2- Disiplin boyutu: Bu tür hak ve hukuka riayet etmeden bu değerlendirmeleri yapan amirlere(?) 657 sayılı Kanunun 125'inci maddesinde yer alan disiplin cezalarından durumlarına uyanlar verilebilir.
Herhangi bir disiplin suçu işlemeyen ve disiplin soruşturması geçirmeyen bir memura tam puan verilmemesi, hak ve adalet duygularıyla bağdaşmayacağı gibi; hukuka saygılı, dürüst, çalışkan, fakat disiplin amirinin ruh ikizi gibi davranamayan memurun geleceğinin karartılmasından başka hiçbir amaca hizmet edemez. Dürüst ve çalışkan memurların geleceğini karartmak, aslında ülkemizin aydınlık geleceğini karartmakla eş anlamlıdır.

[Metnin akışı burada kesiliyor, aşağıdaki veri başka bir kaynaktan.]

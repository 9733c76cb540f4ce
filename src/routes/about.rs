use std::sync::Arc;

use axum::extract::{Multipart, State};
use axum::response::IntoResponse;
use axum::Json;
use serde_json::json;

use crate::error::ApiResult;
use crate::state::AppState;
use crate::store::about::PROFILE_IMAGE_URL;
use crate::store::AboutRecord;

use super::collect_image_uploads;

/// `GET /api/about`: the about record, empty-shaped when none exists.
pub async fn get_about(State(state): State<Arc<AppState>>) -> impl IntoResponse {
    Json(state.store.about.read())
}

/// `PUT /api/about`: replace the about record wholesale.
pub async fn put_about(
    State(state): State<Arc<AppState>>,
    Json(record): Json<AboutRecord>,
) -> ApiResult<impl IntoResponse> {
    state.store.about.write(&record)?;
    Ok(Json(record))
}

/// `POST /api/about/photo`: overwrite the fixed-path profile image.
///
/// The returned URL carries a cache-busting query parameter since the
/// on-disk name never changes.
pub async fn upload_profile_photo(
    State(state): State<Arc<AppState>>,
    mut multipart: Multipart,
) -> ApiResult<impl IntoResponse> {
    let files = collect_image_uploads(&mut multipart, "photo", &state.config).await?;
    let file = &files[0];
    state.store.about.save_profile_image(&file.data)?;

    tracing::info!(bytes = file.data.len(), "profile image replaced");
    Ok(Json(json!({
        "profileImage": format!(
            "{PROFILE_IMAGE_URL}?v={}",
            chrono::Utc::now().timestamp_millis()
        ),
    })))
}
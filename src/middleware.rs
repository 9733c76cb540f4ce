use std::net::SocketAddr;
use std::sync::Arc;

use axum::extract::{ConnectInfo, Request, State};
use axum::http::header::AUTHORIZATION;
use axum::middleware::Next;
use axum::response::Response;
use base64::engine::general_purpose::STANDARD as BASE64;
use base64::Engine as _;
use subtle::ConstantTimeEq;

use crate::error::ApiError;
use crate::state::AppState;

/// The single shared management account.
const ADMIN_USER: &str = "admin";

/// HTTP Basic authentication middleware for management routes.
pub async fn admin_auth(
    State(state): State<Arc<AppState>>,
    request: Request,
    next: Next,
) -> Result<Response, ApiError> {
    let header = request
        .headers()
        .get(AUTHORIZATION)
        .and_then(|v| v.to_str().ok());

    let Some(encoded) = header.and_then(|h| h.strip_prefix("Basic ")) else {
        return Err(ApiError::Auth(
            "credentials required: use HTTP Basic authentication".to_string(),
        ));
    };

    let decoded = BASE64
        .decode(encoded.trim())
        .ok()
        .and_then(|bytes| String::from_utf8(bytes).ok())
        .ok_or_else(|| ApiError::Auth("malformed authorization header".to_string()))?;

    let Some((user, password)) = decoded.split_once(':') else {
        return Err(ApiError::Auth("malformed authorization header".to_string()));
    };

    let password_ok: bool = password
        .as_bytes()
        .ct_eq(state.config.admin_password.as_bytes())
        .into();
    if user != ADMIN_USER || !password_ok {
        return Err(ApiError::Auth("invalid credentials".to_string()));
    }

    Ok(next.run(request).await)
}

/// Per-client rate limiting middleware, keyed by remote IP.
pub async fn rate_limit(
    State(state): State<Arc<AppState>>,
    request: Request,
    next: Next,
) -> Result<Response, ApiError> {
    let key = request
        .extensions()
        .get::<ConnectInfo<SocketAddr>>()
        .map(|info| info.0.ip().to_string())
        .unwrap_or_else(|| "local".to_string());

    if !state.check_rate_limit(&key) {
        return Err(ApiError::RateLimited);
    }

    Ok(next.run(request).await)
}

/// Request ID injection middleware
pub async fn request_id(mut request: Request, next: Next) -> Response {
    let request_id = request
        .headers()
        .get("x-request-id")
        .and_then(|v| v.to_str().ok())
        .map(|s| s.to_string())
        .unwrap_or_else(|| uuid::Uuid::new_v4().to_string());

    request.extensions_mut().insert(request_id.clone());

    let mut response = next.run(request).await;

    if let Ok(value) = request_id.parse() {
        response.headers_mut().insert("x-request-id", value);
    }

    response
}

/// Logging middleware
pub async fn log_requests(request: Request, next: Next) -> Response {
    let method = request.method().clone();
    let uri = request.uri().clone();
    let start = std::time::Instant::now();

    let request_id = request
        .extensions()
        .get::<String>()
        .cloned()
        .unwrap_or_default();

    let response = next.run(request).await;
    let duration = start.elapsed();
    let status = response.status();

    tracing::info!(
        method = %method,
        uri = %uri,
        status = %status,
        duration_ms = %duration.as_millis(),
        request_id = %request_id,
        "request completed"
    );

    response
}
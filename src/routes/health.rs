use axum::response::IntoResponse;
use axum::Json;
use serde_json::json;
use std::time::SystemTime;

/// Global server start time for uptime calculation
static SERVER_START_TIME: once_cell::sync::Lazy<SystemTime> =
    once_cell::sync::Lazy::new(SystemTime::now);

/// Health check endpoint (liveness)
/// Returns 200 if server is running
pub async fn health_check() -> impl IntoResponse {
    let uptime = SERVER_START_TIME
        .elapsed()
        .map(|d| d.as_secs())
        .unwrap_or(0);

    Json(json!({
        "status": "healthy",
        "service": "shutterlog",
        "version": env!("CARGO_PKG_VERSION"),
        "timestamp": chrono::Utc::now().to_rfc3339(),
        "uptime_seconds": uptime,
    }))
}
use std::sync::Arc;

use axum::extract::{Multipart, Path, State};
use axum::response::IntoResponse;
use axum::Json;
use serde_json::json;

use crate::error::ApiResult;
use crate::state::AppState;

use super::collect_image_uploads;

/// `GET /api/photos`: the moments photo wall, newest capture first.
pub async fn list_photos(State(state): State<Arc<AppState>>) -> ApiResult<impl IntoResponse> {
    let photos = state.store.moments.list()?;
    Ok(Json(photos))
}

/// `POST /api/photos`: multi-file upload into the moments collection.
///
/// Each stored file gets a thumbnail job queued on the background worker;
/// the response does not wait for (or report on) thumbnail generation.
pub async fn upload_photos(
    State(state): State<Arc<AppState>>,
    mut multipart: Multipart,
) -> ApiResult<impl IntoResponse> {
    let files = collect_image_uploads(&mut multipart, "photos", &state.config).await?;

    let mut uploaded = Vec::with_capacity(files.len());
    for file in &files {
        let stored = state.store.moments.save(&file.original_name, &file.data)?;
        state.thumbs.enqueue(&stored.path, &stored.thumb_path);
        uploaded.push(json!({ "name": stored.name, "url": stored.url }));
    }

    tracing::info!(count = uploaded.len(), "moments photos uploaded");
    Ok(Json(json!({ "uploaded": uploaded })))
}

/// `DELETE /api/photos/{filename}`: remove one moments photo and,
/// best-effort, its thumbnail.
pub async fn delete_photo(
    State(state): State<Arc<AppState>>,
    Path(filename): Path<String>,
) -> ApiResult<impl IntoResponse> {
    let name = state.store.moments.delete(&filename)?;
    Ok(Json(json!({ "deleted": name })))
}
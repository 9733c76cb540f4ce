//! Server initialization and routing
//!
//! This module handles the Axum server setup including:
//! - Router configuration for the content API and static file serving
//! - Middleware stack (auth, rate limiting, logging, compression)
//! - Graceful shutdown handling

use crate::config::AppConfig;
use crate::middleware::{admin_auth, log_requests, rate_limit, request_id};
use crate::routes::{about, health, journals, photos};
use crate::state::AppState;
use axum::extract::DefaultBodyLimit;
use axum::http::{header, StatusCode};
use axum::middleware::{from_fn, from_fn_with_state};
use axum::routing::{delete, get, post, put};
use axum::Router;
use std::net::SocketAddr;
use std::sync::Arc;
use std::time::Duration;
use tower_http::compression::CompressionLayer;
use tower_http::services::{ServeDir, ServeFile};
use tower_http::set_header::SetResponseHeaderLayer;
use tower_http::timeout::TimeoutLayer;
use tower_http::trace::TraceLayer;

/// Build the Axum router with all routes and middleware
///
/// Routes are divided into:
/// - Liveness: `/api/health` (plus `/health`), no auth, no rate limit
/// - Public content reads (no auth, rate limited)
/// - Static image/content/frontend trees (no auth, no rate limit)
/// - Admin routes: every mutating endpoint (HTTP Basic auth required,
///   rate limited)
///
/// Upload endpoints get their own body limit sized from the configured
/// per-file cap and file count; everything else keeps Axum's default.
pub fn build_router(state: Arc<AppState>) -> Router {
    // Liveness, never rate limited
    let liveness = Router::new()
        .route("/api/health", get(health::health_check))
        .route("/health", get(health::health_check));

    // Public content reads share the rate limit with the admin API
    let public_api = Router::new()
        .route("/api/photos", get(photos::list_photos))
        .route("/api/about", get(about::get_about))
        .route("/api/journals", get(journals::list_journals))
        .route("/api/journals/{id}", get(journals::get_journal))
        .layer(from_fn_with_state(state.clone(), rate_limit));

    // Mutating JSON endpoints (require admin credentials)
    let admin_api = Router::new()
        .route("/api/about", put(about::put_about))
        .route("/api/photos/{filename}", delete(photos::delete_photo))
        .route("/api/journals", post(journals::create_journal))
        .route("/api/journals/{id}", put(journals::update_journal))
        .route("/api/journals/{id}", delete(journals::delete_journal))
        .route(
            "/api/journals/{id}/photos/{filename}",
            delete(journals::delete_journal_photo),
        );

    // File uploads (admin, larger body limit)
    let admin_uploads = Router::new()
        .route("/api/photos", post(photos::upload_photos))
        .route("/api/about/photo", post(about::upload_profile_photo))
        .route(
            "/api/journals/{id}/photos",
            post(journals::upload_journal_photos),
        )
        .layer(DefaultBodyLimit::max(state.config.upload_body_limit()));

    let admin = admin_api
        .merge(admin_uploads)
        .layer(from_fn_with_state(state.clone(), admin_auth))
        .layer(from_fn_with_state(state.clone(), rate_limit));

    // Static trees served straight off the content directories
    let cache_control =
        SetResponseHeaderLayer::overriding(header::CACHE_CONTROL, state.config.static_cache_header());
    let static_files = Router::new()
        .nest_service("/images", ServeDir::new(state.store.images_dir()))
        .nest_service("/thumbnails", ServeDir::new(state.store.thumbnails_dir()))
        .nest_service(
            "/content/journals",
            ServeDir::new(state.store.journals_dir()),
        )
        .nest_service("/assets", ServeDir::new(state.store.assets_dir()))
        .layer(cache_control);

    // Frontend: serve the built app, falling back to index.html so
    // client-side routes resolve on refresh.
    let index = state.config.frontend_dir.join("index.html");
    let frontend = ServeDir::new(&state.config.frontend_dir).fallback(ServeFile::new(index));

    Router::new()
        .merge(liveness)
        .merge(public_api)
        .merge(admin)
        .merge(static_files)
        .fallback_service(frontend)
        .layer(TimeoutLayer::with_status_code(
            StatusCode::REQUEST_TIMEOUT,
            Duration::from_secs(state.config.timeout_secs),
        ))
        .layer(CompressionLayer::new())
        .layer(from_fn(request_id))
        .layer(from_fn(log_requests))
        .layer(TraceLayer::new_for_http())
        .with_state(state)
}

/// Start the shutterlog HTTP server
///
/// Initializes logging and shared state, builds the router, binds to the
/// configured TCP address, and blocks until the server is shut down via
/// SIGTERM or Ctrl+C.
pub async fn start_server(config: AppConfig) -> anyhow::Result<()> {
    // Initialize tracing
    tracing_subscriber::fmt()
        .with_env_filter(&config.log_level)
        .with_target(false)
        .json()
        .init();

    let addr: SocketAddr = config.socket_addr()?;

    tracing::info!(
        "Starting shutterlog on {} (data: {}, frontend: {})",
        addr,
        config.data_dir.display(),
        config.frontend_dir.display()
    );
    tracing::info!(
        "Timeout: {}s, Max upload: {}MB x {} files, Rate limit: {}/minute",
        config.timeout_secs,
        config.max_upload_mb,
        config.max_files_per_upload,
        config.rate_limit_per_minute
    );

    let (state, thumb_worker) = AppState::new(config)?;
    let app = build_router(state.clone());

    let listener = tokio::net::TcpListener::bind(addr).await?;
    axum::serve(
        listener,
        app.into_make_service_with_connect_info::<SocketAddr>(),
    )
    .with_graceful_shutdown(shutdown_signal())
    .await?;

    // Accepted uploads may still have thumbnails pending; drain before exit.
    state.thumbs.close();
    thumb_worker.await?;

    tracing::info!("Server shutdown complete");
    Ok(())
}

/// Shutdown signal handler
async fn shutdown_signal() {
    use tokio::signal;

    let ctrl_c = async {
        signal::ctrl_c()
            .await
            .expect("Failed to install Ctrl+C handler");
    };

    #[cfg(unix)]
    let terminate = async {
        signal::unix::signal(signal::unix::SignalKind::terminate())
            .expect("Failed to install signal handler")
            .recv()
            .await;
    };

    #[cfg(not(unix))]
    let terminate = std::future::pending::<()>();

    tokio::select! {
        _ = ctrl_c => tracing::info!("Received Ctrl+C, shutting down..."),
        _ = terminate => tracing::info!("Received SIGTERM, shutting down..."),
    }
}
//! HTTP endpoint implementations, organized by collection:
//!
//! - `health`: liveness
//! - `about`: profile record and profile image
//! - `photos`: the moments photo wall
//! - `journals`: travel-journal CRUD and journal photos

pub mod about;
pub mod health;
pub mod journals;
pub mod photos;

use axum::body::Bytes;
use axum::extract::Multipart;

use crate::config::AppConfig;
use crate::error::{ApiError, ApiResult};

/// MIME types accepted for photo uploads.
const ALLOWED_IMAGE_TYPES: &[&str] = &["image/jpeg", "image/png", "image/webp"];

/// One validated multipart file part.
pub(crate) struct UploadedFile {
    pub original_name: String,
    pub data: Bytes,
}

/// Drain a multipart request, keeping parts under `field_name` and
/// enforcing the type, per-file size, and file-count limits. Nothing is
/// written to disk here, so a rejected request persists nothing.
pub(crate) async fn collect_image_uploads(
    multipart: &mut Multipart,
    field_name: &str,
    config: &AppConfig,
) -> ApiResult<Vec<UploadedFile>> {
    let mut files = Vec::new();

    while let Some(field) = multipart.next_field().await? {
        if field.name() != Some(field_name) {
            continue;
        }

        let content_type = field.content_type().unwrap_or_default().to_string();
        if !ALLOWED_IMAGE_TYPES.contains(&content_type.as_str()) {
            return Err(ApiError::Validation(format!(
                "unsupported file type \"{content_type}\"; allowed types are image/jpeg, image/png, image/webp"
            )));
        }

        let original_name = field.file_name().unwrap_or("upload").to_string();
        let data = field.bytes().await?;
        if data.len() > config.max_upload_bytes() {
            return Err(ApiError::Validation(format!(
                "file \"{original_name}\" exceeds the {} MB size limit",
                config.max_upload_mb
            )));
        }

        files.push(UploadedFile {
            original_name,
            data,
        });
        if files.len() > config.max_files_per_upload {
            return Err(ApiError::Validation(format!(
                "too many files: at most {} per upload",
                config.max_files_per_upload
            )));
        }
    }

    if files.is_empty() {
        return Err(ApiError::Validation("no file provided".to_string()));
    }
    Ok(files)
}
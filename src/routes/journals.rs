use std::sync::Arc;

use axum::extract::{Multipart, Path, Query, State};
use axum::response::IntoResponse;
use axum::Json;
use serde::Deserialize;
use serde_json::json;

use crate::error::ApiResult;
use crate::state::AppState;
use crate::store::{JournalInfo, JournalPatch};

use super::collect_image_uploads;

/// Body for `POST /api/journals`.
#[derive(Debug, Deserialize)]
pub struct CreateJournalRequest {
    pub id: String,
    #[serde(default)]
    pub title: String,
    #[serde(default)]
    pub date: String,
    #[serde(default)]
    pub description: String,
}

/// Query for `POST /api/journals/{id}/photos`: `?cover=true` stores the
/// file at the fixed cover filename instead of a timestamped name.
#[derive(Debug, Deserialize)]
pub struct JournalPhotoQuery {
    #[serde(default)]
    pub cover: bool,
}

/// `GET /api/journals`: journal summaries, newest date first.
pub async fn list_journals(State(state): State<Arc<AppState>>) -> ApiResult<impl IntoResponse> {
    let journals = state.store.journals.list()?;
    Ok(Json(journals))
}

/// `GET /api/journals/{id}`: one journal with its photo gallery.
pub async fn get_journal(
    State(state): State<Arc<AppState>>,
    Path(id): Path<String>,
) -> ApiResult<impl IntoResponse> {
    let journal = state.store.journals.get(&id)?;
    Ok(Json(journal))
}

/// `POST /api/journals`: create directory plus sidecar, cover defaulted.
pub async fn create_journal(
    State(state): State<Arc<AppState>>,
    Json(request): Json<CreateJournalRequest>,
) -> ApiResult<impl IntoResponse> {
    let info = JournalInfo {
        title: request.title,
        date: request.date,
        description: request.description,
        ..JournalInfo::default()
    };
    let summary = state.store.journals.create(&request.id, info)?;
    tracing::info!(journal = %summary.id, "journal created");
    Ok(Json(summary))
}

/// `PUT /api/journals/{id}`: merge-on-write partial update.
pub async fn update_journal(
    State(state): State<Arc<AppState>>,
    Path(id): Path<String>,
    Json(patch): Json<JournalPatch>,
) -> ApiResult<impl IntoResponse> {
    let summary = state.store.journals.update(&id, &patch)?;
    Ok(Json(summary))
}

/// `DELETE /api/journals/{id}`: recursive directory removal.
pub async fn delete_journal(
    State(state): State<Arc<AppState>>,
    Path(id): Path<String>,
) -> ApiResult<impl IntoResponse> {
    let id = state.store.journals.delete(&id)?;
    tracing::info!(journal = %id, "journal deleted");
    Ok(Json(json!({ "deleted": id })))
}

/// `POST /api/journals/{id}/photos`: upload into an existing journal.
///
/// In cover mode only the first file is stored (as the cover); journal
/// uploads never trigger thumbnailing.
pub async fn upload_journal_photos(
    State(state): State<Arc<AppState>>,
    Path(id): Path<String>,
    Query(query): Query<JournalPhotoQuery>,
    mut multipart: Multipart,
) -> ApiResult<impl IntoResponse> {
    let id = crate::sanitize::sanitize_segment(&id);
    let files = collect_image_uploads(&mut multipart, "photos", &state.config).await?;

    // Cover mode stores only the first file
    let files = if query.cover { &files[..1] } else { &files[..] };

    let mut uploaded = Vec::with_capacity(files.len());
    for file in files {
        let name = state
            .store
            .journals
            .save_photo(&id, &file.original_name, &file.data, query.cover)?;
        let url = format!("/content/journals/{id}/{name}");
        uploaded.push(json!({ "name": name, "url": url }));
    }

    tracing::info!(journal = %id, count = uploaded.len(), "journal photos uploaded");
    Ok(Json(json!({ "uploaded": uploaded })))
}

/// `DELETE /api/journals/{id}/photos/{filename}`: remove one photo file.
pub async fn delete_journal_photo(
    State(state): State<Arc<AppState>>,
    Path((id, filename)): Path<(String, String)>,
) -> ApiResult<impl IntoResponse> {
    let name = state.store.journals.delete_photo(&id, &filename)?;
    Ok(Json(json!({ "deleted": name })))
}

Kaldı ki, suç işleyen memur hakkında soruşturma açmak, amirler açısından seçimlik bir hak olmayıp, kanunun amir hükmüdür. Zira 657 sayılı Devlet Memurları Kanununun 124. maddesinin ikinci fıkrası “Kamu hizmetlerinin gereği gibi yürütülmesini sağlamak amacı ile kanunların, tüzüklerin ve yönetmeliklerin Devlet memuru olarak emrettiği ödevleri yurt içinde veya dışında yerine getirmeyenlere, uyulmasını zorunlu kıldığı hususları yapmayanlara, yasakladığı işleri yapanlara durumun niteliğine ve ağırlık derecesine göre 125 inci maddede sıralanan disiplin cezalarından birisi verilir” hükmü ile amirdir.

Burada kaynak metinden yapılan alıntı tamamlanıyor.